> GIVEN ENTRIES
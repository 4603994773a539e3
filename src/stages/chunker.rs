use tracing::{debug, info};

use crate::models::{Chunk, ChunkConfig};
use crate::patterns;

/// Split a document into processing chunks.
///
/// Primary strategy: when the document carries enough segment markers, split
/// at marker boundaries so each chunk starts with a marker line and keeps
/// the dialogue that follows it. Otherwise fall back to greedy line
/// accumulation under a character budget.
///
/// Chunk boundaries never split a logical line, and chunks concatenated in
/// index order reproduce the document's line sequence.
pub fn split(document: &str, config: &ChunkConfig) -> Vec<Chunk> {
    if document.trim().is_empty() {
        return vec![];
    }

    let marker_lines = document
        .lines()
        .filter(|line| patterns::is_segment_marker(line))
        .count();

    let chunks = if marker_lines > config.marker_threshold {
        info!(
            "Splitting at {} segment-marker boundaries",
            marker_lines
        );
        split_at_markers(document)
    } else {
        info!(
            "Too few segment markers ({}), accumulating lines under a {}-char budget",
            marker_lines, config.target_size
        );
        split_by_budget(document, config.target_size)
    };

    debug!("Produced {} chunks", chunks.len());
    chunks
}

/// Split at segment-marker lines. Any preamble before the first marker
/// (typically the cast list) becomes its own leading chunk.
fn split_at_markers(document: &str) -> Vec<Chunk> {
    let mut chunks = Vec::new();
    let mut current: Vec<&str> = Vec::new();

    for line in document.lines() {
        if patterns::is_segment_marker(line) && !current.is_empty() {
            chunks.push(Chunk::new(chunks.len(), current.join("\n")));
            current.clear();
        }
        current.push(line);
    }

    if !current.is_empty() {
        chunks.push(Chunk::new(chunks.len(), current.join("\n")));
    }

    chunks
}

/// Greedily accumulate lines into chunks not exceeding the character budget.
/// A single line longer than the budget still gets its own chunk rather
/// than being truncated.
fn split_by_budget(document: &str, target_size: usize) -> Vec<Chunk> {
    let mut chunks = Vec::new();
    let mut current: Vec<&str> = Vec::new();
    let mut current_len = 0usize;

    for line in document.lines() {
        let added = line.len() + usize::from(!current.is_empty());
        if current_len + added > target_size && !current.is_empty() {
            chunks.push(Chunk::new(chunks.len(), current.join("\n")));
            current.clear();
            current_len = 0;
        }
        current_len += line.len() + usize::from(!current.is_empty());
        current.push(line);
    }

    if !current.is_empty() {
        chunks.push(Chunk::new(chunks.len(), current.join("\n")));
    }

    chunks
}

> WHAT THE EXERCISE ASKS
Print the data above exactly as it reads.

> THE COMPLETED TASK
repository 4603994773a539e3
filename src/stages/chunker.rs
use tracing::{debug, info};

use crate::models::{Chunk, ChunkConfig};
use crate::patterns;

/// Split a document into processing chunks.
///
/// Primary strategy: when the document carries enough segment markers, split
/// at marker boundaries so each chunk starts with a marker line and keeps
/// the dialogue that follows it. Otherwise fall back to greedy line
/// accumulation under a character budget.
///
/// Chunk boundaries never split a logical line, and chunks concatenated in
/// index order reproduce the document's line sequence.
pub fn split(document: &str, config: &ChunkConfig) -> Vec<Chunk> {
    if document.trim().is_empty() {
        return vec![];
    }

    let marker_lines = document
        .lines()
        .filter(|line| patterns::is_segment_marker(line))
        .count();

    let chunks = if marker_lines > config.marker_threshold {
        info!(
            "Splitting at {} segment-marker boundaries",
            marker_lines
        );
        split_at_markers(document)
    } else {
        info!(
            "Too few segment markers ({}), accumulating lines under a {}-char budget",
            marker_lines, config.target_size
        );
        split_by_budget(document, config.target_size)
    };

    debug!("Produced {} chunks", chunks.len());
    chunks
}

/// Split at segment-marker lines. Any preamble before the first marker
/// (typically the cast list) becomes its own leading chunk.
fn split_at_markers(document: &str) -> Vec<Chunk> {
    let mut chunks = Vec::new();
    let mut current: Vec<&str> = Vec::new();

    for line in document.lines() {
        if patterns::is_segment_marker(line) && !current.is_empty() {
            chunks.push(Chunk::new(chunks.len(), current.join("\n")));
            current.clear();
        }
        current.push(line);
    }

    if !current.is_empty() {
        chunks.push(Chunk::new(chunks.len(), current.join("\n")));
    }

    chunks
}

/// Greedily accumulate lines into chunks not exceeding the character budget.
/// A single line longer than the budget still gets its own chunk rather
/// than being truncated.
fn split_by_budget(document: &str, target_size: usize) -> Vec<Chunk> {
    let mut chunks = Vec::new();
    let mut current: Vec<&str> = Vec::new();
    let mut current_len = 0usize;

    for line in document.lines() {
        let added = line.len() + usize::from(!current.is_empty());
        if current_len + added > target_size && !current.is_empty() {
            chunks.push(Chunk::new(chunks.len(), current.join("\n")));
            current.clear();
            current_len = 0;
        }
        current_len += line.len() + usize::from(!current.is_empty());
        current.push(line);
    }

    if !current.is_empty() {
        chunks.push(Chunk::new(chunks.len(), current.join("\n")));
    }

    chunks
}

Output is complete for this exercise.